Some experts recommend that cytologic atypia be graded as mild, moderate, or severe, but Dr. Barrett does not use the term moderate. "If there's none there's none, but if there's some cytologic atypia it's either mild or severe," said Dr. Barrett of the departments of pathology and dermatology at the University of Texas, Dallas.

He favors a modified version of Dr. Arthur R. Rhodes' atypia grading system (Mod. Pathol. 1989;2:306–19). Cytologic atypia is considered mild if the size of the nucleus of the melanocyte is 1.5–2 times the size of the nucleus of the keratinocyte and if nucleoli are not present; if they are present, there should be no more than one per cell, he explained.

"I can tell that in 2 microseconds," Dr. Barrett said. "It's very easy."

Cytologic atypia is severe if there are multiple nucleoli per cell, or if the nucleus is more than two times the size of the basal keratinocyte nucleus, or if there is chromatin clumping or nuclear membrane notching.

"I can tell that very quickly," said Dr. Barrett, who also directs an outpatient pathology group in Dallas.

"More importantly, it's reproducible. I'll grant you that it's arbitrary. But the important thing is, no matter which one of the dermatopathologists who works with me signs this case out, it's going to be the same. For the dermatologist who gets the report, it's always going to be the same. If they ask me to review the case later because they want to know what I think, it's going to be the same because it's easy to do and it's reproducible."

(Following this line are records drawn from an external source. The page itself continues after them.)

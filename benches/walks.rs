use criterion::{criterion_group, criterion_main, Criterion};
use kacwalk::*;
use rand::{rngs::StdRng, SeedableRng};
use std::hint::black_box;

fn kac_walk(c: &mut Criterion) {
    let params = KacParameters::new(4.0, 2.0, 10.0, Discretization::Steps(2000));
    let axis_flip = KacWalk::new(params).unwrap();
    let redraw = KacWalk::new(params)
        .unwrap()
        .with_variant(KacVariant::DirectionRedraw);
    let mut rng = StdRng::seed_from_u64(0);

    c.bench_function("kac axis flip 2000 steps", |b| {
        b.iter(|| black_box(axis_flip.simulate_with(&mut rng)))
    });
    c.bench_function("kac direction redraw 2000 steps", |b| {
        b.iter(|| black_box(redraw.simulate_with(&mut rng)))
    });
}

fn brownian(c: &mut Criterion) {
    let bm = BrownianMotion::new(10.0, 2000).unwrap();
    let mut rng = StdRng::seed_from_u64(0);
    c.bench_function("brownian 2000 steps", |b| {
        b.iter(|| black_box(bm.simulate_with(&mut rng)))
    });
}

fn sweep(c: &mut Criterion) {
    let sweep = Sweep::default();
    let mut rng = StdRng::seed_from_u64(0);
    c.bench_function("default sweep", |b| {
        b.iter(|| black_box(sweep.run_with(&mut rng).unwrap()))
    });
}

fn norm_curves(c: &mut Criterion) {
    let model = VelocityFieldModel::default();
    let times = Grid::new(0.0, 0.99, 10_000).values();
    c.bench_function("norm curves 10k", |b| {
        b.iter(|| black_box(model.norm_curves(&times)))
    });
}

criterion_group!(benches, kac_walk, brownian, sweep, norm_curves);
criterion_main!(benches);
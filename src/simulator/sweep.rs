use indicatif::{ProgressBar, ProgressStyle};
use rand::Rng;
use serde::{Deserialize, Serialize};

use crate::error::ParameterError;

use super::{Discretization, Ensemble, FlipTrigger, KacParameters, KacPath, KacVariant, KacWalk};

/// One `(a, c)` pair of a sweep.
#[derive(Debug, Clone, Copy, PartialEq, Serialize, Deserialize)]
pub struct FlipSetting {
    pub rate: f64,
    pub speed: f64,
}

impl FlipSetting {
    pub fn new(rate: f64, speed: f64) -> Self {
        Self { rate, speed }
    }
}

/// Kac walk ensembles for a list of `(a, c)` settings sharing one time grid.
///
/// The defaults draw five paths of duration 5 with `dt = 0.01` for
/// `(1, 1)`, `(2, 1)`, `(4, 2)` and `(25, 5)`.
#[derive(Debug, Clone, PartialEq, Serialize, Deserialize)]
#[serde(default)]
pub struct Sweep {
    pub settings: Vec<FlipSetting>,
    pub duration: f64,
    pub discretization: Discretization,
    pub n_paths: usize,
    pub variant: KacVariant,
    pub trigger: FlipTrigger,
    /// Show a progress bar on stderr while running
    pub progress: bool,
}

impl Default for Sweep {
    fn default() -> Self {
        Self {
            settings: vec![
                FlipSetting::new(1.0, 1.0),
                FlipSetting::new(2.0, 1.0),
                FlipSetting::new(4.0, 2.0),
                FlipSetting::new(25.0, 5.0),
            ],
            duration: 5.0,
            discretization: Discretization::StepSize(0.01),
            n_paths: 5,
            variant: KacVariant::AxisFlip,
            trigger: FlipTrigger::Bernoulli,
            progress: false,
        }
    }
}

/// Ensemble drawn for one setting of a [`Sweep`].
#[derive(Debug, Clone)]
pub struct SweepRun {
    pub setting: FlipSetting,
    pub ensemble: Ensemble<KacPath>,
}

impl Sweep {
    pub fn with_settings(mut self, settings: Vec<FlipSetting>) -> Self {
        self.settings = settings;
        self
    }

    pub fn with_n_paths(mut self, n_paths: usize) -> Self {
        self.n_paths = n_paths;
        self
    }

    pub fn with_variant(mut self, variant: KacVariant) -> Self {
        self.variant = variant;
        self
    }

    pub fn with_progress(mut self, progress: bool) -> Self {
        self.progress = progress;
        self
    }

    /// Build one walk per setting, failing on the first invalid one.
    pub fn walks(&self) -> Result<Vec<KacWalk>, ParameterError> {
        if self.n_paths == 0 {
            return Err(ParameterError::NoPaths);
        }
        self.settings
            .iter()
            .map(|s| {
                KacWalk::new(KacParameters::new(
                    s.rate,
                    s.speed,
                    self.duration,
                    self.discretization,
                ))?
                .with_variant(self.variant)
                .with_trigger(self.trigger)
            })
            .collect()
    }

    pub fn run(&self) -> Result<Vec<SweepRun>, ParameterError> {
        self.run_with(&mut rand::rng())
    }

    /// Draw every ensemble in setting order.
    ///
    /// All settings are validated before the first path is drawn.
    pub fn run_with<R: Rng + ?Sized>(&self, rng: &mut R) -> Result<Vec<SweepRun>, ParameterError> {
        let walks = self.walks()?;
        let pb = if self.progress {
            let pb = ProgressBar::new((walks.len() * self.n_paths) as u64);
            if let Ok(style) = ProgressStyle::with_template("{msg} [{bar:40}] {pos}/{len}") {
                pb.set_style(style);
            }
            pb
        } else {
            ProgressBar::hidden()
        };

        let mut runs = Vec::with_capacity(walks.len());
        for (setting, walk) in self.settings.iter().zip(&walks) {
            pb.set_message(format!("a={}, c={}", setting.rate, setting.speed));
            let mut ensemble = Ensemble::with_capacity(self.n_paths);
            for _ in 0..self.n_paths {
                ensemble.push(walk.simulate_with(rng));
                pb.inc(1);
            }
            runs.push(SweepRun {
                setting: *setting,
                ensemble,
            });
        }
        pb.finish_and_clear();
        tracing::debug!(
            "Sweep finished: {} settings x {} paths",
            runs.len(),
            self.n_paths
        );
        Ok(runs)
    }
}
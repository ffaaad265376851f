use approx::assert_relative_eq;
use kacwalk::prelude::*;

#[test]
fn diffusion_norm_explodes_while_kac_stays_bounded() {
    let model = VelocityFieldModel::default();
    let curves = model.norm_curves(&Grid::norm_times().values());
    assert_eq!(curves.t.len(), 100);

    for w in curves.diffusion.windows(2) {
        assert!(w[1] > w[0]);
    }
    for &k in curves.kac.iter() {
        assert_relative_eq!(k, 4.0);
    }
    assert_relative_eq!(curves.diffusion[0], 1.0, epsilon = 1e-5);
    assert_relative_eq!(curves.diffusion[99], 100.0, max_relative = 1e-3);
}

#[test]
fn diffusion_norm_diverges_near_terminal_time() {
    let model = VelocityFieldModel::default();
    let near = [0.9, 0.99, 0.999, 0.9999];
    let values: Vec<f64> = near.iter().map(|&t| model.diffusion_velocity_norm(t)).collect();
    for (value, t) in values.iter().zip(near) {
        assert_relative_eq!(*value, 1.0 / (1.0 - t), max_relative = 2e-2);
    }
    assert!(values[3] > 9000.0);
}

#[test]
fn field_profiles_follow_closed_forms() {
    let model = VelocityFieldModel::default();
    let xs = Grid::profile_xs().values();
    let profiles = model.field_profiles(&xs, &[0.1, 0.5, 0.9]);
    assert_eq!(profiles.len(), 3);

    for profile in &profiles {
        assert_eq!(profile.x.len(), 50);
        for (i, &x) in profile.x.iter().enumerate() {
            assert_relative_eq!(
                profile.diffusion[i],
                -x / (1.0 - profile.t + 1e-6),
                max_relative = 1e-12
            );
            assert_relative_eq!(profile.kac[i], -4.0 * x, max_relative = 1e-12);
        }
    }
    // slope of the diffusion field steepens as t grows, the Kac field does not change
    assert!(profiles[2].diffusion[0] > profiles[0].diffusion[0]);
    assert_eq!(profiles[0].kac, profiles[2].kac);
}
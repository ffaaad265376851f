//! One Kac walk next to one Brownian path over the same time grid.
//!
//! Prints the endpoints, the largest excursion along each axis and a thinned copy
//! of both trajectories, ready to be handed to a plotting tool.
use kacwalk::prelude::*;

fn main() -> anyhow::Result<()> {
    let config = ExperimentConfig::from_json_str(
        r#"{
            "walk": { "rate": 4.0, "speed": 2.0, "duration": 10.0, "steps": 2000,
                      "variant": "direction_redraw", "seed": 7 },
            "brownian": { "duration": 10.0, "steps": 2000, "seed": 7 }
        }"#,
    )?;
    config.validate()?;

    let kac = config.walk.kac_walk()?;
    let kpath = kac.simulate_with(&mut config.walk.rng());
    let bm = config.brownian.brownian()?;
    let bpath = bm.simulate_with(&mut config.brownian.rng());

    println!(
        "Kac walk (a={}, c={}, T={}): {} flips, flip probability per step {:.4}",
        config.walk.rate,
        config.walk.speed,
        config.walk.duration,
        kpath.flips(),
        kac.flip_probability()
    );
    println!("  final position {:?}", kpath.path().final_position());
    println!("  max |x|, |y|   {:?}", kpath.path().max_abs_displacement());
    println!("Brownian motion (T={})", config.brownian.duration);
    println!("  final position {:?}", bpath.final_position());
    println!("  max |x|, |y|   {:?}", bpath.max_abs_displacement());

    println!("\n{:>8} {:>10} {:>10} {:>10} {:>10}", "t", "kac x", "kac y", "bm x", "bm y");
    for i in (0..kpath.path().len()).step_by(200) {
        println!(
            "{:>8.3} {:>10.4} {:>10.4} {:>10.4} {:>10.4}",
            kpath.path().times()[i],
            kpath.positions()[[i, 0]],
            kpath.positions()[[i, 1]],
            bpath.positions()[[i, 0]],
            bpath.positions()[[i, 1]],
        );
    }

    // T = 100000 with 1000 steps gives a*dt ~ 400, far outside the
    // small-dt regime, so it is rejected.
    let coarse = KacParameters::new(4.0, 2.0, 100_000.0, Discretization::Steps(1000));
    if let Err(e) = KacWalk::new(coarse) {
        println!("\nCoarse grid rejected: {}", e);
    }
    Ok(())
}
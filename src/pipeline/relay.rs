use async_trait::async_trait;
use serde::Serialize;
use tokio::sync::mpsc;

use crate::utils::{GatewayError, GatewayResult};

/// 下发给客户端的一帧
#[derive(Debug, Clone, PartialEq, Eq)]
pub enum Frame {
    Text(String),
    Binary(Vec<u8>),
}

impl Frame {
    pub fn json<T: Serialize>(value: &T) -> GatewayResult<Self> {
        serde_json::to_string(value)
            .map(Frame::Text)
            .map_err(|e| GatewayError::Internal(e.to_string()))
    }
}

/// 任务结果的下发编码，只影响边界格式
#[derive(Debug, Clone, Copy, PartialEq, Eq)]
pub enum ResultEncoding {
    Text,
    Binary,
}

impl ResultEncoding {
    pub fn encode(self, bytes: Vec<u8>) -> GatewayResult<Frame> {
        match self {
            ResultEncoding::Binary => Ok(Frame::Binary(bytes)),
            ResultEncoding::Text => String::from_utf8(bytes)
                .map(Frame::Text)
                .map_err(|_| GatewayError::Upstream("task result is not valid UTF-8".to_string())),
        }
    }
}

#[async_trait]
pub trait StatusSink: Send {
    async fn send(&mut self, frame: Frame) -> GatewayResult<()>;
}

#[async_trait]
impl StatusSink for mpsc::Sender<Frame> {
    async fn send(&mut self, frame: Frame) -> GatewayResult<()> {
        mpsc::Sender::send(self, frame)
            .await
            .map_err(|_| GatewayError::Disconnected)
    }
}

#[async_trait]
impl StatusSink for Vec<Frame> {
    async fn send(&mut self, frame: Frame) -> GatewayResult<()> {
        self.push(frame);
        Ok(())
    }
}

#[cfg(test)]
mod tests {
    use super::*;

    #[test]
    fn text_encoding_rejects_invalid_utf8() {
        assert_eq!(
            ResultEncoding::Text.encode(b"ok".to_vec()).unwrap(),
            Frame::Text("ok".into())
        );
        assert!(ResultEncoding::Text.encode(vec![0xff, 0xfe]).is_err());
        assert_eq!(
            ResultEncoding::Binary.encode(vec![0xff]).unwrap(),
            Frame::Binary(vec![0xff])
        );
    }

    #[tokio::test]
    async fn channel_sink_reports_disconnect() {
        let (mut tx, rx) = mpsc::channel::<Frame>(1);
        drop(rx);
        let err = StatusSink::send(&mut tx, Frame::Text("x".into())).await.unwrap_err();
        assert!(matches!(err, GatewayError::Disconnected));
    }
}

Common acquired nevi begin to appear in childhood and increase in number from approximately 6 months of age until the third decade. At that point, they begin to decline in number. "They usually stabilize at 3–5 mm and rarely develop in patients over age 40," said Dr. Barrett, who had no relevant conflicts of interest to disclose.

In contrast, dysplastic nevi begin to appear near puberty and continue to develop throughout adulthood. "If you do serial photography of these lesions, they will increase and decrease in atypicality," he said. "They are usually greater than 5 mm."

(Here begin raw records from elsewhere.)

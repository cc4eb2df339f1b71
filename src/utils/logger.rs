use tracing_subscriber::{layer::SubscriberExt, util::SubscriberInitExt, EnvFilter};

const DEFAULT_FILTER: &str = "cas_gateway=info";

/// 日志写到 stderr，stdout 留给命令输出（如 session cookie）
pub fn init_logger() {
    tracing_subscriber::registry()
        .with(EnvFilter::try_from_default_env().unwrap_or_else(|_| DEFAULT_FILTER.into()))
        .with(
            tracing_subscriber::fmt::layer()
                .with_target(false)
                .with_writer(std::io::stderr),
        )
        .init();
}
//! 角色与 token 配额检查，包裹在具体操作之外

use std::future::Future;
use tracing::{debug, warn};

use crate::storage::models::{Role, User};
use crate::storage::Database;
use crate::utils::{GatewayError, GatewayResult};

/// 调用者未解析或被封禁时拒绝，否则比较访问级别
pub fn require_role(caller: Option<&User>, required: Role) -> GatewayResult<&User> {
    let user = caller.ok_or(GatewayError::AccessDenied)?;
    if !user.is_active {
        return Err(GatewayError::AccessDenied);
    }
    if required.access_level() > user.role.access_level() {
        return Err(GatewayError::InsufficientRole);
    }
    Ok(user)
}

/// manager 及以上不受 token 限制
pub fn check_tokens(user: &User, cost: i64) -> GatewayResult<()> {
    if user.role == Role::User && user.tokens < cost {
        return Err(GatewayError::InsufficientTokens);
    }
    Ok(())
}

fn is_billable(user: &User, cost: i64) -> bool {
    user.role == Role::User && cost > 0
}

#[derive(Debug, Clone, Copy)]
pub struct AccessGuard {
    required: Role,
    cost: i64,
}

impl AccessGuard {
    pub fn new(required: Role) -> Self {
        Self { required, cost: 0 }
    }

    pub fn with_cost(mut self, cost: i64) -> Self {
        self.cost = cost.max(0);
        self
    }

    pub fn admit<'u>(&self, caller: Option<&'u User>) -> GatewayResult<&'u User> {
        let user = require_role(caller, self.required)?;
        check_tokens(user, self.cost)?;
        Ok(user)
    }

    /// 先检查，再执行操作，操作成功后才扣 token
    pub async fn run<T, F>(&self, db: &Database, caller: Option<&User>, op: F) -> GatewayResult<T>
    where
        F: Future<Output = GatewayResult<T>>,
    {
        let user = self.admit(caller)?;
        let value = op.await?;

        if is_billable(user, self.cost) {
            if let Err(e) = db.debit_tokens(user.id, self.cost).await {
                warn!(user_id = user.id, cost = self.cost, "扣除 token 失败: {}", e);
                return Err(e);
            }
            debug!(user_id = user.id, cost = self.cost, "已扣除 token");
        }
        Ok(value)
    }
}
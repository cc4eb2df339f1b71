pub mod client;
pub mod models;
pub mod poller;

use async_trait::async_trait;
use uuid::Uuid;

use crate::utils::GatewayResult;
use models::{
    AnalysisVisualizationType, CasPipeline, CasTask, ProductInfo, RecordBatch, TaskPoll,
    VisualizationTitles, VisualizationType,
};

pub use client::CasClient;
pub use poller::{PollPolicy, TaskPoller};

/// Customer Analysis Service 的调用接口
#[async_trait]
pub trait CasApi: Send + Sync {
    async fn submit_search(&self, query: &str, max_count_items: u32) -> GatewayResult<CasTask>;

    async fn submit_pipeline(
        &self,
        product_name_id: &str,
        vis_type: AnalysisVisualizationType,
    ) -> GatewayResult<CasPipeline>;

    async fn submit_product_scrape(&self, product_name_id: &str) -> GatewayResult<CasTask>;

    async fn get_product_info(&self, product_name_id: &str) -> GatewayResult<Option<ProductInfo>>;

    async fn get_task_result(&self, task_id: Uuid) -> GatewayResult<TaskPoll>;

    async fn submit_visualization(
        &self,
        batch: &RecordBatch,
        vis_type: VisualizationType,
        titles: &VisualizationTitles,
    ) -> GatewayResult<CasTask>;
}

Dysplastic nevi were originally classified as familial dysplastic nevi syndrome and sporadic nevus syndrome. Current concepts include the familial atypical mole/melanoma syndrome, which came out of the 1992 National Institutes of Health consensus statement on the diagnosis and treatment of early melanoma, and the abnormal mole phenotype. The latter definition was developed by researchers who proposed a spectrum approach that considers both the number and atypicality of nevi (West. J. Med. 1994;160:343–50). Melanoma risk increases along this continuum.

Initially, that theory "went nowhere because people didn't believe that you could have large numbers of common acquired nevi and no dysplastic nevi, and you [would nevertheless be] at increased risk for melanoma. But we now know that is absolutely true, and a number of studies have shown that patients who have large numbers of common acquired nevi have an increased risk of developing melanoma," Dr. Barrett said.

Melanoma risk also appears to increase in the presence of dysplastic nevi. A significant factor is the presence or absence of family history of either condition.

Intermittent sun exposure correlates with the risk of developing malignant melanoma and with the risk of developing multiple nevi. "Whether melanoma arises from nevi or not is unclear, but it appears that the stimulus for formation of both is the same," he said.

The risk of melanoma in a patient who has "one dysplastic nevus and nothing else" is the about the same as someone who has red or blond hair. "Not everybody with red or blond hair is going to get melanoma, but they are at an increased risk," he said.